▶ **To do**:
Using the entries that follow, write out the line containing "pub fn as_str(&self)", the line containing "status = ?1, tx_hash", and every line between them, exactly and nothing else.

(Dataset entries)
■ ■ ■ ■ ■ ■ ■

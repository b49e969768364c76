//! Database layer: migrations and the action journal.
//!
//! The contract is the source of truth for paper state. The journal only
//! records what the portal dispatched and how each transaction ended.

use std::str::FromStr;

use serde::{Deserialize, Serialize};
use sqlx::sqlite::{SqliteConnectOptions, SqlitePoolOptions};
use sqlx::SqlitePool;
use tracing::info;

use crate::errors::Result;

/// Establish a SQLite connection pool and run pending migrations.
pub async fn init_pool(database_url: &str) -> Result<SqlitePool> {
    let url = if database_url.starts_with("sqlite:") {
        database_url.to_string()
    } else {
        format!("sqlite:{database_url}")
    };

    let options = SqliteConnectOptions::from_str(&url)?.create_if_missing(true);
    let pool = SqlitePoolOptions::new()
        .max_connections(5)
        .connect_with(options)
        .await?;

    sqlx::migrate!("./migrations").run(&pool).await?;
    info!("Database migrations applied successfully");
    Ok(pool)
}

#[derive(Debug, Clone, Copy, PartialEq, Eq, Serialize, Deserialize)]
#[serde(rename_all = "snake_case")]
pub enum ActionStatus {
    /// Recorded, transaction not yet accepted by the node.
    Submitted,
    /// Transaction hash known, awaiting receipt.
    Pending,
    Confirmed,
    Failed,
}

impl ActionStatus {
    pub fn as_str(&self) -> &'static str {
        match self {
            Self::Submitted => "submitted",
            Self::Pending => "pending",
            Self::Confirmed => "confirmed",
            Self::Failed => "failed",
        }
    }
}

/// A journal row as stored in / read from the database.
#[derive(Debug, Clone, Serialize, Deserialize, sqlx::FromRow)]
pub struct ActionRecord {
    pub id: i64,
    pub action: String,
    pub paper_id: Option<i64>,
    pub target: Option<String>,
    pub actor: String,
    pub tx_hash: Option<String>,
    pub status: String,
    pub error: Option<String>,
    pub created_at: i64,
    pub updated_at: i64,
}

/// What is about to be dispatched.
#[derive(Debug, Clone)]
pub struct NewAction<'a> {
    pub action: &'a str,
    pub paper_id: Option<u64>,
    pub target: Option<String>,
    pub actor: String,
}

// ─────────────────────────────────────────────────────────
// Journal writes
// ─────────────────────────────────────────────────────────

pub async fn record_action(pool: &SqlitePool, new: &NewAction<'_>) -> Result<i64> {
    let now = chrono::Utc::now().timestamp();
    let id = sqlx::query(
        r#"
        INSERT INTO review_actions
            (action, paper_id, target, actor, status, created_at, updated_at)
        VALUES (?1, ?2, ?3, ?4, ?5, ?6, ?6)
        "#,
    )
    .bind(new.action)
    .bind(new.paper_id.map(|id| id as i64))
    .bind(&new.target)
    .bind(&new.actor)
    .bind(ActionStatus::Submitted.as_str())
    .bind(now)
    .execute(pool)
    .await?
    .last_insert_rowid();
    Ok(id)
}

pub async fn mark_pending(pool: &SqlitePool, id: i64, tx_hash: &str) -> Result<()> {
    sqlx::query("UPDATE review_actions SET status = ?1, tx_hash = ?2, updated_at = ?3 WHERE id = ?4")
        .bind(ActionStatus::Pending.as_str())
        .bind(tx_hash)
        .bind(chrono::Utc::now().timestamp())
        .bind(id)
        .execute(pool)
        .await?;
    Ok(())
}

pub async fn mark_confirmed(pool: &SqlitePool, id: i64) -> Result<()> {
    sqlx::query("UPDATE review_actions SET status = ?1, updated_at = ?2 WHERE id = ?3")
        .bind(ActionStatus::Confirmed.as_str())
        .bind(chrono::Utc::now().timestamp())
        .bind(id)
        .execute(pool)
        .await?;
    Ok(())
}

pub async fn mark_failed(pool: &SqlitePool, id: i64, error: &str) -> Result<()> {
    sqlx::query("UPDATE review_actions SET status = ?1, error = ?2, updated_at = ?3 WHERE id = ?4")
        .bind(ActionStatus::Failed.as_str())
        .bind(error)
        .bind(chrono::Utc::now().timestamp())
        .bind(id)
        .execute(pool)
        .await?;
    Ok(())
}

// ─────────────────────────────────────────────────────────
// Journal reads
// ─────────────────────────────────────────────────────────

/// Most recent actions first.
pub async fn recent_actions(pool: &SqlitePool, limit: i64) -> Result<Vec<ActionRecord>> {
    let rows = sqlx::query_as::<_, ActionRecord>(
        r#"
        SELECT id, action, paper_id, target, actor, tx_hash, status, error,
               created_at, updated_at
        FROM   review_actions
        ORDER  BY id DESC
        LIMIT  ?1
        "#,
    )
    .bind(limit)
    .fetch_all(pool)
    .await?;
    Ok(rows)
}

/// Single-connection in-memory database with migrations applied.
#[cfg(test)]
pub async fn memory_pool() -> SqlitePool {
    let pool = SqlitePoolOptions::new()
        .max_connections(1)
        .connect("sqlite::memory:")
        .await
        .expect("in-memory sqlite");
    sqlx::migrate!("./migrations")
        .run(&pool)
        .await
        .expect("migrations");
    pool
}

■ ■ ■ ■ ■ ■ ■

▶ **Task output**:
    pub fn as_str(&self) -> &'static str {
        match self {
            Self::Submitted => "submitted",
            Self::Pending => "pending",
            Self::Confirmed => "confirmed",
            Self::Failed => "failed",
        }
    }
}

/// A journal row as stored in / read from the database.
#[derive(Debug, Clone, Serialize, Deserialize, sqlx::FromRow)]
pub struct ActionRecord {
    pub id: i64,
    pub action: String,
    pub paper_id: Option<i64>,
    pub target: Option<String>,
    pub actor: String,
    pub tx_hash: Option<String>,
    pub status: String,
    pub error: Option<String>,
    pub created_at: i64,
    pub updated_at: i64,
}

/// What is about to be dispatched.
#[derive(Debug, Clone)]
pub struct NewAction<'a> {
    pub action: &'a str,
    pub paper_id: Option<u64>,
    pub target: Option<String>,
    pub actor: String,
}

// ─────────────────────────────────────────────────────────
// Journal writes
// ─────────────────────────────────────────────────────────

pub async fn record_action(pool: &SqlitePool, new: &NewAction<'_>) -> Result<i64> {
    let now = chrono::Utc::now().timestamp();
    let id = sqlx::query(
        r#"
        INSERT INTO review_actions
            (action, paper_id, target, actor, status, created_at, updated_at)
        VALUES (?1, ?2, ?3, ?4, ?5, ?6, ?6)
        "#,
    )
    .bind(new.action)
    .bind(new.paper_id.map(|id| id as i64))
    .bind(&new.target)
    .bind(&new.actor)
    .bind(ActionStatus::Submitted.as_str())
    .bind(now)
    .execute(pool)
    .await?
    .last_insert_rowid();
    Ok(id)
}

pub async fn mark_pending(pool: &SqlitePool, id: i64, tx_hash: &str) -> Result<()> {
    sqlx::query("UPDATE review_actions SET status = ?1, tx_hash = ?2, updated_at = ?3 WHERE id = ?4")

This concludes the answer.